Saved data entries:

··········

use glam::Vec3;
use serde::{Deserialize, Serialize};

use super::particles::ParticlePool;

/// Particle pool statistics for metrics collection
#[derive(Debug, Clone, Default, PartialEq, Serialize, Deserialize)]
pub struct PoolStats {
    pub live_count: u32,
    pub capacity: u32,
    pub mean_elapsed: f32,
    pub mean_life_fraction: f32,
    pub mean_speed: f32,
    /// Componentwise minimum of live positions, zero when the pool is empty
    pub bounds_min: [f32; 3],
    /// Componentwise maximum of live positions, zero when the pool is empty
    pub bounds_max: [f32; 3],
}

impl ParticlePool {
    /// Summarize the live particles
    pub fn stats(&self) -> PoolStats {
        let capacity = self.capacity() as u32;
        if self.is_empty() {
            return PoolStats {
                capacity,
                ..PoolStats::default()
            };
        }

        let live_count = self.len() as u32;
        let count = live_count as f32;

        let mut total_elapsed = 0.0;
        let mut total_fraction = 0.0;
        let mut total_speed = 0.0;
        let mut bounds_min = Vec3::splat(f32::INFINITY);
        let mut bounds_max = Vec3::splat(f32::NEG_INFINITY);
        for particle in self {
            total_elapsed += particle.elapsed;
            total_fraction += particle.life_fraction();
            total_speed += particle.velocity().length();
            bounds_min = bounds_min.min(particle.position());
            bounds_max = bounds_max.max(particle.position());
        }

        PoolStats {
            live_count,
            capacity,
            mean_elapsed: total_elapsed / count,
            mean_life_fraction: total_fraction / count,
            mean_speed: total_speed / count,
            bounds_min: bounds_min.to_array(),
            bounds_max: bounds_max.to_array(),
        }
    }
}

#[cfg(test)]
mod tests {
    use super::*;
    use crate::sim::Particle;

    #[test]
    fn empty_pool_reports_capacity_only() {
        let pool = ParticlePool::new(8);
        let stats = pool.stats();
        assert_eq!(stats.live_count, 0);
        assert_eq!(stats.capacity, 8);
        assert_eq!(stats.mean_speed, 0.0);
        assert_eq!(stats.bounds_min, [0.0; 3]);
        assert_eq!(stats.bounds_max, [0.0; 3]);
    }

    #[test]
    fn averages_over_live_particles() {
        let mut pool = ParticlePool::new(4);
        pool.spawn(Particle::new(Vec3::new(0.0, 1.0, 0.0), Vec3::new(3.0, 4.0, 0.0), 2.0));
        pool.spawn(Particle::new(Vec3::new(0.0, 3.0, -2.0), Vec3::new(0.0, 1.0, 0.0), 2.0));
        pool.update(1.0);

        let stats = pool.stats();
        assert_eq!(stats.live_count, 2);
        assert!((stats.mean_speed - 3.0).abs() < 1e-6);
        assert!((stats.mean_elapsed - 1.0).abs() < 1e-6);
        assert!((stats.mean_life_fraction - 0.5).abs() < 1e-6);
        // (3, 5, 0) and (0, 4, -2) after one second
        assert_eq!(stats.bounds_min, [0.0, 4.0, -2.0]);
        assert_eq!(stats.bounds_max, [3.0, 5.0, 0.0]);
    }
}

··········

WHAT THE EXERCISE ASKS:
Word for word, repeat the lines from the one holding "assert_eq!(stats.bounds_min, [0.0, 4.0, -2.0]);" through the last line of the entries, both included.

REPLY TO THE EXERCISE:
        assert_eq!(stats.bounds_min, [0.0, 4.0, -2.0]);
        assert_eq!(stats.bounds_max, [3.0, 5.0, 0.0]);
    }
}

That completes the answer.